Task directions: Every line of the data below is to be written out again exactly.

Data records:
*** Begin section ***
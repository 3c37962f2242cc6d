use anyhow::Result;

use crate::{CliTest, stderr, stdout};

#[test]
fn test_scan_lists_candidates() -> Result<()> {
    let test = CliTest::new()?;
    test.write_file(
        "src/Welcome.tsx",
        r#"function getGreeting(user) {
  return `Hello, ${user.name}`;
}

export function Welcome({ user }) {
  return (
    <section>
      <h1>{getGreeting(user)}</h1>
      <input placeholder="Search" />
    </section>
  );
}
"#,
    )?;

    let output = test.scan_command().output()?;
    assert_eq!(output.status.code(), Some(0), "stderr: {}", stderr(&output));

    let out = stdout(&output);
    assert!(out.contains("Welcome.tsx:8  complex  expression  \"getGreeting(user)\"  (context: 4 line(s))"));
    assert!(out.contains("Welcome.tsx:9  simple  jsx-attr  \"Search\""));
    assert!(out.contains("Found 2 candidate(s) in 1 file (1 simple, 1 complex, 0 ambiguous)"));

    // Scanning never writes.
    assert!(!test.root().join("i18n-report.json").exists());
    Ok(())
}

#[test]
fn test_scan_clean_project() -> Result<()> {
    let test = CliTest::with_file(
        "src/app.tsx",
        "export function App() { return <div>{t('home.title')}</div>; }\n",
    )?;

    let output = test.scan_command().output()?;
    assert_eq!(output.status.code(), Some(0));
    assert!(stdout(&output).contains("Scanned 1 file - no hardcoded text found"));
    Ok(())
}

#[test]
fn test_scan_missing_root_is_fatal() -> Result<()> {
    let test = CliTest::new()?;

    let output = test.scan_command().args(["--root", "does-not-exist"]).output()?;
    assert_eq!(output.status.code(), Some(2));
    assert!(stderr(&output).contains("scan root does not exist: does-not-exist"));
    Ok(())
}

#[test]
fn test_scan_reports_unparsable_files() -> Result<()> {
    let test = CliTest::new()?;
    test.write_file("src/broken.tsx", "export const Broken = () => <p>Oops</p\n")?;
    test.write_file("src/fine.tsx", "export const Fine = () => <p>Fine</p>;\n")?;

    let output = test.scan_command().output()?;
    assert_eq!(output.status.code(), Some(0));
    let out = stdout(&output);
    assert!(out.contains("Found 1 candidate(s)"));
    assert!(out.contains("1 file(s) could not be scanned"));
    Ok(())
}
*** End section ***
Task result:
repository 3c37962f2242cc6d
use anyhow::Result;

use crate::{CliTest, stderr, stdout};

#[test]
fn test_scan_lists_candidates() -> Result<()> {
    let test = CliTest::new()?;
    test.write_file(
        "src/Welcome.tsx",
        r#"function getGreeting(user) {
  return `Hello, ${user.name}`;
}

export function Welcome({ user }) {
  return (
    <section>
      <h1>{getGreeting(user)}</h1>
      <input placeholder="Search" />
    </section>
  );
}
"#,
    )?;

    let output = test.scan_command().output()?;
    assert_eq!(output.status.code(), Some(0), "stderr: {}", stderr(&output));

    let out = stdout(&output);
    assert!(out.contains("Welcome.tsx:8  complex  expression  \"getGreeting(user)\"  (context: 4 line(s))"));
    assert!(out.contains("Welcome.tsx:9  simple  jsx-attr  \"Search\""));
    assert!(out.contains("Found 2 candidate(s) in 1 file (1 simple, 1 complex, 0 ambiguous)"));

    // Scanning never writes.
    assert!(!test.root().join("i18n-report.json").exists());
    Ok(())
}

#[test]
fn test_scan_clean_project() -> Result<()> {
    let test = CliTest::with_file(
        "src/app.tsx",
        "export function App() { return <div>{t('home.title')}</div>; }\n",
    )?;

    let output = test.scan_command().output()?;
    assert_eq!(output.status.code(), Some(0));
    assert!(stdout(&output).contains("Scanned 1 file - no hardcoded text found"));
    Ok(())
}

#[test]
fn test_scan_missing_root_is_fatal() -> Result<()> {
    let test = CliTest::new()?;

    let output = test.scan_command().args(["--root", "does-not-exist"]).output()?;
    assert_eq!(output.status.code(), Some(2));
    assert!(stderr(&output).contains("scan root does not exist: does-not-exist"));
    Ok(())
}

#[test]
fn test_scan_reports_unparsable_files() -> Result<()> {
    let test = CliTest::new()?;
    test.write_file("src/broken.tsx", "export const Broken = () => <p>Oops</p\n")?;
    test.write_file("src/fine.tsx", "export const Fine = () => <p>Fine</p>;\n")?;

    let output = test.scan_command().output()?;
    assert_eq!(output.status.code(), Some(0));
    let out = stdout(&output);
    assert!(out.contains("Found 1 candidate(s)"));
    assert!(out.contains("1 file(s) could not be scanned"));
    Ok(())
}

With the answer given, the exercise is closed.